Why the new OKLCH color space is better than HSL and RGB for design systems, and how it makes every color tool smarter.

· 5 min read

The problem with HSL

If you've built design systems, you've probably reached for HSL. It feels intuitive: hue, saturation, lightness — like a natural language for color. And for simple things, it works fine.

But here's the catch: HSL's lightness values are not perceptually uniform. Set two colors to the exact same saturation and lightness — say, hsl(60, 100%, 50%) for yellow and hsl(240, 100%, 50%) for blue — and look at them side by side. The yellow blazes. The blue sits quietly. They are mathematically identical, but your eyes process them as completely different weights.

This becomes a real problem when you're building color scales, generating harmonies, or interpolating gradients. The output looks inconsistent, and the only fix is fiddling with values by eye until it feels right — a process that breaks every time the design changes.

What OKLCH actually is

OKLCH is a polar form of the Oklab color space, which was designed from the ground up to match how human vision perceives color. The three values are:

  • L — Perceived lightness, from 0 (black) to 1 (white)
  • C — Chroma (colorfulness), from 0 (grey) upward
  • H — Hue angle, 0–360°

The key word is perceived. OKLCH L 0.7 actually looks equally bright regardless of which hue you're using. Yellow at 0.7, blue at 0.7, red at 0.7 — your eye reads them as the same visual weight. This is not true of HSL, RGB, or most other color spaces.
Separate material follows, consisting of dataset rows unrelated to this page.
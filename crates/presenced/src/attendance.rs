//! Attendance business rules: Present/Late determination and the mark
//! operation.

use chrono::{NaiveDateTime, NaiveTime};

use crate::store::{InsertOutcome, MarkMethod, Store, StoreError};

/// Time format used by `employees.shift_start`.
const SHIFT_TIME_FMT: &str = "%H:%M:%S";

/// Day-level attendance status.
#[derive(Debug, Clone, Copy, PartialEq, Eq)]
pub enum DayStatus {
    Present,
    Late,
}

impl DayStatus {
    pub fn as_str(&self) -> &'static str {
        match self {
            DayStatus::Present => "Present",
            DayStatus::Late => "Late",
        }
    }
}

/// Outcome of a mark attempt, surfaced to the dispatcher and to manual
/// check-in.
#[derive(Debug, Clone, PartialEq, Eq)]
pub enum MarkOutcome {
    /// Attendance recorded; carries the employee's full name for the
    /// welcome message.
    Marked { full_name: String },
    /// Already marked today; expected, not an error.
    AlreadyMarked,
    /// The code is not enrolled. No insert is attempted.
    NotFound,
}

/// Present vs Late for a mark happening at `now`.
///
/// Strictly after shift start is Late. A missing, blank, or unparseable
/// shift start defaults to Present.
pub fn compute_status(shift_start: Option<&str>, now: NaiveDateTime) -> DayStatus {
    let Some(raw) = shift_start else {
        return DayStatus::Present;
    };
    let trimmed = raw.trim();
    if trimmed.is_empty() {
        return DayStatus::Present;
    }

    match NaiveTime::parse_from_str(trimmed, SHIFT_TIME_FMT) {
        Ok(shift) => {
            if now.time() > shift {
                DayStatus::Late
            } else {
                DayStatus::Present
            }
        }
        Err(_) => {
            tracing::warn!(shift_start = trimmed, "unparseable shift start, defaulting to Present");
            DayStatus::Present
        }
    }
}

/// Look up the employee, compute the day status, and insert the record.
pub fn mark(
    store: &Store,
    emp_code: &str,
    method: MarkMethod,
    now: NaiveDateTime,
) -> Result<MarkOutcome, StoreError> {
    let Some((full_name, shift_start)) = store.shift_info(emp_code)? else {
        return Ok(MarkOutcome::NotFound);
    };

    let status = compute_status(shift_start.as_deref(), now);
    let date = now.format("%Y-%m-%d").to_string();
    let in_time = now.format(SHIFT_TIME_FMT).to_string();

    match store.insert_attendance(emp_code, &date, &in_time, status.as_str(), method)? {
        InsertOutcome::Inserted => Ok(MarkOutcome::Marked { full_name }),
        InsertOutcome::AlreadyMarked => Ok(MarkOutcome::AlreadyMarked),
    }
}

#[cfg(test)]
mod tests {
    use super::*;
    use crate::store::NewEmployee;
    use chrono::NaiveDate;
    use presence_core::Embedding;

    fn at(h: u32, m: u32, s: u32) -> NaiveDateTime {
        NaiveDate::from_ymd_opt(2026, 8, 7)
            .unwrap()
            .and_hms_opt(h, m, s)
            .unwrap()
    }

    #[test]
    fn no_shift_start_is_present() {
        assert_eq!(compute_status(None, at(23, 0, 0)), DayStatus::Present);
        assert_eq!(compute_status(Some("  "), at(23, 0, 0)), DayStatus::Present);
    }

    #[test]
    fn before_shift_start_is_present() {
        assert_eq!(
            compute_status(Some("09:30:00"), at(9, 15, 0)),
            DayStatus::Present
        );
    }

    #[test]
    fn exactly_at_shift_start_is_present() {
        assert_eq!(
            compute_status(Some("09:30:00"), at(9, 30, 0)),
            DayStatus::Present
        );
    }

    #[test]
    fn after_shift_start_is_late() {
        assert_eq!(
            compute_status(Some("09:30:00"), at(9, 30, 1)),
            DayStatus::Late
        );
    }

    #[test]
    fn garbage_shift_start_defaults_to_present() {
        assert_eq!(
            compute_status(Some("nine-ish"), at(13, 0, 0)),
            DayStatus::Present
        );
    }

    #[test]
    fn mark_unknown_code_is_not_found() {
        let store = Store::open_in_memory().unwrap();
        let outcome = mark(&store, "E404", MarkMethod::Face, at(9, 0, 0)).unwrap();
        assert_eq!(outcome, MarkOutcome::NotFound);
    }

    #[test]
    fn mark_inserts_then_reports_already_marked() {
        let store = Store::open_in_memory().unwrap();
        store
            .add_employee(
                &NewEmployee {
                    code: "E001".into(),
                    full_name: "Asha Rao".into(),
                    joining_date: None,
                    shift_start: Some("09:30:00".into()),
                },
                &[Embedding::new(vec![1.0])],
            )
            .unwrap();

        let first = mark(&store, "E001", MarkMethod::Face, at(9, 0, 0)).unwrap();
        assert_eq!(
            first,
            MarkOutcome::Marked {
                full_name: "Asha Rao".into()
            }
        );

        let second = mark(&store, "E001", MarkMethod::Face, at(9, 5, 0)).unwrap();
        assert_eq!(second, MarkOutcome::AlreadyMarked);
    }
}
What this means for design systems

Perceptual uniformity changes what's possible:

  • Color scales that hold — Generate a 50–950 scale in OKLCH and the steps genuinely progress evenly. No more manually nudging individual steps until they look right.
  • Harmonies that match — A complementary pair in OKLCH has matched visual weight by default. You're not fighting the math to get balance.
  • Gradients without grey muddle — RGB and HSL gradients often develop grey, desaturated midpoints (the "grey corridor" problem). OKLCH interpolation stays vibrant all the way through.
  • Dark mode that actually works — Same hue, adjusted L and C. The relationship between your colors is preserved, not scrambled.

How to use it in CSS today

OKLCH has been supported in all major browsers since mid-2023. You can use it directly in CSS without any tooling:

/* A vibrant indigo */
color: oklch(0.55 0.22 264);

/* A soft tint of the same hue */
background: oklch(0.95 0.04 264);

/* A dark variant */
border-color: oklch(0.30 0.15 264);

The hue stays constant at 264 across all three. Only L and C change. This means you can build an entire design system's color ramp by just varying two values, knowing the hue will stay consistent.

How we use it at kuler.ai

Every tool on kuler.ai operates in OKLCH. When you generate color harmonies with the Palette Generator, the complementary pair is rotated exactly 180° on the OKLCH hue wheel — so the two colors have genuinely matched chroma and lightness, not just numerically but perceptually. When you build a gradient with the Gradient Maker and switch interpolation to OKLCH, you get a gradient that stays vivid from stop to stop.

When you download a palette as CSS custom properties, the values are ready to use as OKLCH in modern CSS — or as hex for tools that don't support it yet.

The irony of HSL is that it was invented to be intuitive. OKLCH is the version that actually delivers on that promise.

If you're starting a new design system, project, or color palette in 2026, OKLCH is where to start. The browsers are there. The spec is stable. And the results are noticeably better.